(TASK INPUT begins)
//! Discord REST client: create messages and list the bot's channels.

use crate::channels::directory::{
    snowflake, ChannelDirectory, ChannelInfo, MessagePoster, PlatformError, PostedMessage,
};
use crate::gateway::Embed;
use async_trait::async_trait;
use serde::{Deserialize, Serialize};

const DISCORD_API_BASE: &str = "https://discord.com/api/v10";

/// Channel types the gateway posts to: guild text (0) and announcement (5).
const TEXT_CHANNEL_TYPES: [u8; 2] = [0, 5];

/// REST client for the Discord API, authenticated as a bot.
#[derive(Clone)]
pub struct DiscordApi {
    token: String,
    base: String,
    client: reqwest::Client,
}

/// `POST /channels/{id}/messages` body. `embeds` is omitted entirely when
/// empty so content-only sends keep the minimal shape.
#[derive(Serialize)]
struct CreateMessageBody<'a> {
    content: &'a str,
    #[serde(skip_serializing_if = "Option::is_none")]
    embeds: Option<&'a [Embed]>,
}

/// Guild as returned by `GET /users/@me/guilds`.
#[derive(Debug, Clone, Deserialize)]
pub struct Guild {
    #[serde(deserialize_with = "snowflake::deserialize")]
    pub id: u64,
    pub name: String,
}

/// Channel as returned by the guild channel listing. The owning guild is
/// supplied by the caller; the listing itself may omit `guild_id`.
#[derive(Debug, Clone, Deserialize)]
pub struct GuildChannel {
    #[serde(deserialize_with = "snowflake::deserialize")]
    pub id: u64,
    #[serde(rename = "type")]
    pub kind: u8,
    #[serde(default)]
    pub name: Option<String>,
}

impl DiscordApi {
    pub fn new(token: String, api_base: Option<String>) -> Self {
        Self {
            token,
            base: api_base.unwrap_or_else(|| DISCORD_API_BASE.to_string()),
            client: reqwest::Client::new(),
        }
    }

    fn auth_header(&self) -> String {
        format!("Bot {}", self.token)
    }

    /// Guilds the bot user is a member of.
    pub async fn current_user_guilds(&self) -> Result<Vec<Guild>, PlatformError> {
        let url = format!("{}/users/@me/guilds", self.base);
        let res = self
            .client
            .get(&url)
            .header("Authorization", self.auth_header())
            .send()
            .await?;
        read_json(res).await
    }

    /// All channels of a guild, every type; callers filter.
    pub async fn guild_channels(&self, guild_id: u64) -> Result<Vec<GuildChannel>, PlatformError> {
        let url = format!("{}/guilds/{}/channels", self.base, guild_id);
        let res = self
            .client
            .get(&url)
            .header("Authorization", self.auth_header())
            .send()
            .await?;
        read_json(res).await
    }
}

#[async_trait]
impl MessagePoster for DiscordApi {
    async fn create_message(
        &self,
        channel_id: u64,
        content: &str,
        embeds: &[Embed],
    ) -> Result<PostedMessage, PlatformError> {
        let url = format!("{}/channels/{}/messages", self.base, channel_id);
        let body = CreateMessageBody {
            content,
            embeds: if embeds.is_empty() { None } else { Some(embeds) },
        };
        let res = self
            .client
            .post(&url)
            .header("Authorization", self.auth_header())
            .json(&body)
            .send()
            .await?;
        read_json(res).await
    }
}

/// Fill the directory with every text-capable channel the bot can see.
/// A guild whose channel listing fails is skipped with a warning so one
/// misconfigured guild does not block startup. Returns the number of
/// channels registered.
pub async fn sync_directory(
    api: &DiscordApi,
    directory: &ChannelDirectory,
) -> Result<usize, PlatformError> {
    let mut count = 0;
    for guild in api.current_user_guilds().await? {
        let channels = match api.guild_channels(guild.id).await {
            Ok(list) => list,
            Err(e) => {
                log::warn!("listing channels for guild {} failed: {}", guild.id, e);
                continue;
            }
        };
        for channel in channels {
            if !TEXT_CHANNEL_TYPES.contains(&channel.kind) {
                continue;
            }
            log::debug!(
                "registering channel {} ({}) in guild {}",
                channel.id,
                channel.name.as_deref().unwrap_or("?"),
                guild.name
            );
            directory
                .insert(ChannelInfo {
                    id: channel.id,
                    guild_id: guild.id,
                    name: channel.name.unwrap_or_default(),
                })
                .await;
            count += 1;
        }
    }
    Ok(count)
}

/// Parse a 2xx response body as JSON, or classify the failure.
async fn read_json<T: serde::de::DeserializeOwned>(
    res: reqwest::Response,
) -> Result<T, PlatformError> {
    let status = res.status();
    let body = res.text().await?;
    if !status.is_success() {
        return Err(classify_response(status.as_u16(), &body));
    }
    serde_json::from_str(&body).map_err(|e| PlatformError::Payload(e.to_string()))
}

/// Map a non-2xx platform response to an error carrying the platform's own
/// message when the body is a well-formed Discord error document.
fn classify_response(status: u16, body: &str) -> PlatformError {
    #[derive(Deserialize)]
    struct ApiErrorBody {
        message: String,
    }

    let message = match serde_json::from_str::<ApiErrorBody>(body) {
        Ok(parsed) if !parsed.message.is_empty() => parsed.message,
        _ if !body.trim().is_empty() => body.trim().to_string(),
        _ => format!("request failed with status {}", status),
    };
    PlatformError::Api { status, message }
}

#[cfg(test)]
mod tests {
    use super::*;
    use serde_json::json;

    #[test]
    fn classify_uses_discord_error_message() {
        let err = classify_response(403, r#"{"message": "Missing Permissions", "code": 50013}"#);
        match err {
            PlatformError::Api { status, message } => {
                assert_eq!(status, 403);
                assert_eq!(message, "Missing Permissions");
            }
            other => panic!("unexpected classification: {:?}", other),
        }
    }

    #[test]
    fn classify_falls_back_to_raw_body() {
        let err = classify_response(502, "bad gateway\n");
        match err {
            PlatformError::Api { status, message } => {
                assert_eq!(status, 502);
                assert_eq!(message, "bad gateway");
            }
            other => panic!("unexpected classification: {:?}", other),
        }
    }

    #[test]
    fn classify_empty_body_names_the_status() {
        let err = classify_response(429, "");
        match err {
            PlatformError::Api { status, message } => {
                assert_eq!(status, 429);
                assert_eq!(message, "request failed with status 429");
            }
            other => panic!("unexpected classification: {:?}", other),
        }
    }

    #[test]
    fn create_message_body_omits_empty_embeds() {
        let body = CreateMessageBody {
            content: "hi",
            embeds: None,
        };
        let value = serde_json::to_value(&body).expect("serialize");
        assert_eq!(value, json!({"content": "hi"}));
    }

    #[test]
    fn guild_channel_parses_discord_listing() {
        let listing = r#"[
            {"id": "100", "type": 0, "name": "general"},
            {"id": "101", "type": 2, "name": "voice"}
        ]"#;
        let channels: Vec<GuildChannel> = serde_json::from_str(listing).expect("parse listing");
        assert_eq!(channels.len(), 2);
        assert_eq!(channels[0].id, 100);
        assert_eq!(channels[0].kind, 0);
        assert!(TEXT_CHANNEL_TYPES.contains(&channels[0].kind));
        assert!(!TEXT_CHANNEL_TYPES.contains(&channels[1].kind));
    }
}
(TASK INPUT ends)
## ASSIGNMENT
Every line above that has the string "PostedMessage" needs to be copied.

## ANSWER TO THIS PROBLEM
    snowflake, ChannelDirectory, ChannelInfo, MessagePoster, PlatformError, PostedMessage,
    ) -> Result<PostedMessage, PlatformError> {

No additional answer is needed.